Table 1: Key Economic Indicators - UAE

  • In 2004 approximately 10% of the economic wealth was contributed by travel and tourism. This share is expected to rise to 10.5% in 2005;

  • According to the Economist Intelligence Unit (EIU), the country's economy experienced strong growth of 5.9% in 2004. This growth was driven mainly by an increase in oil output, combined with firm prices. The country's economy is expected to continue to experience strong growth in 2005 and 2006, with growth driven mainly by strong oil prices.

Dubai - An Overview of the City

  • Dubai, with an area of 3,885 km², is the second-largest emirate in the UAE. It is located in the north-eastern part of the UAE and is currently considered to be the only emirate that would remain prosperous without oil and gas revenues;

  • Currently, according to the Dubai Ministry of Planning, 910,000 people (of whom almost 80% are expatriates) live in Dubai, and they account for approximately 27% of the UAE's population;

  • Dubai has a very good infrastructure, with Dubai International Airport being one of the busiest airports in the region, especially in terms of transit passengers. Yet, given the recent growth in the level of visitation and the level of population, improvements to the road network within the city will soon be required (infrastructural plans and developments already exist, however, and are underway);

  • Over the last decade, the ruling Maktoum family has positioned Dubai as a major tourism and economic hub. Extensive public initiatives have been undertaken to stimulate economic growth and direct foreign investments.

Dubai Tourism and Initiatives

Visitation - Snapshot

Table 2 illustrates the total number of visitor arrivals in Dubai since 1994.

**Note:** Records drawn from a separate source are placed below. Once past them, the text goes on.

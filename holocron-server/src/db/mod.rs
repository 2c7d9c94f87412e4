//! Database layer - connection pool, schema bootstrap and repositories
//!
//! # Design Principles
//!
//! - One `AnyPool` serves both PostgreSQL and SQLite
//! - Rely on DB constraints, handle conflicts - no check-then-insert
//! - Single-statement writes; SQLite cannot upgrade a deferred read lock

pub mod pool;
pub mod repos;
pub mod schema;

pub use pool::{connect, create_pool, Backend, DEFAULT_MAX_CONNECTIONS, FALLBACK_DATABASE_URL};
pub use repos::*;
pub use sqlx::AnyPool;
//! holocron CLI - Star Wars catalog server
//!
//! - `serve`: run the HTTP API (people, planets, users, favorites, admin)
//! - `seed`: load users, people and planets from a TOML fixture

use anyhow::Result;
use clap::{Parser, Subcommand};

mod commands;
mod tracing_setup;

use tracing_setup::TracingConfig;

#[derive(Parser, Debug)]
#[command(
    name = "holocron",
    author,
    version,
    about = "Star Wars catalog of people, planets and user favorites over HTTP"
)]
struct Cli {
    /// Enable debug logging
    #[arg(long, global = true)]
    debug: bool,

    #[command(subcommand)]
    command: Commands,
}

#[derive(Subcommand, Debug)]
enum Commands {
    /// Run the HTTP API server
    Serve(commands::serve::ServeArgs),
    /// Load catalog records from a TOML fixture
    Seed(commands::seed::SeedArgs),
}

#[tokio::main]
async fn main() -> Result<()> {
    // .env is optional
    dotenvy::dotenv().ok();

    let cli = Cli::parse();
    tracing_setup::init(&TracingConfig { debug: cli.debug }).ok();

    match cli.command {
        Commands::Serve(args) => commands::run_serve(args).await?,
        Commands::Seed(args) => commands::run_seed(args).await?,
    }

    Ok(())
}

#[cfg(test)]
mod tests {
    use super::*;
    use clap::CommandFactory;

    #[test]
    fn cli_definition_is_valid() {
        Cli::command().debug_assert();
    }

    #[test]
    fn parses_serve_flags() {
        let cli = Cli::try_parse_from([
            "holocron",
            "--debug",
            "serve",
            "--port",
            "8080",
            "--no-admin",
            "--database-url",
            "sqlite::memory:",
        ])
        .unwrap();

        assert!(cli.debug);
        match cli.command {
            Commands::Serve(args) => {
                assert_eq!(args.port, 8080);
                assert!(args.no_admin);
                assert!(!args.cors_permissive);
            }
            other => panic!("unexpected command: {other:?}"),
        }
    }
}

Table 2: Domestic and International Airport Passengers - Dubai, UAE

  • Over the last 11 years, the total number of passengers at Dubai International Airport has grown at a compound annual rate of around 13%. Despite the war in Iraq and recent political unrest in the Middle East, the total number of airport passengers arriving in Dubai increased by some 13% in 2003 and 20% in 2004, reflecting the strong competitiveness of the emirate in the economic and leisure sectors;

  • This upward trend was further stimulated by the increased efforts made by the government to promote the emirate as a politically stable destination with a booming economy and attractive leisure facilities. In addition, Dubai has benefited from increased intra-regional travel following the events of 11 September 2001 and the war in Iraq;

  • Emirates is one of the most prominent airlines at Dubai International Airport. The company has recently opened new routes to, for example, the USA, Australia, the UK and China. In the last 18 months, the airline has placed orders for 41 aircraft from Airbus and 26 from Boeing. These will come into operation progressively over the next four years, and this will undoubtedly have a considerable and positive impact on the level of visitation to Dubai.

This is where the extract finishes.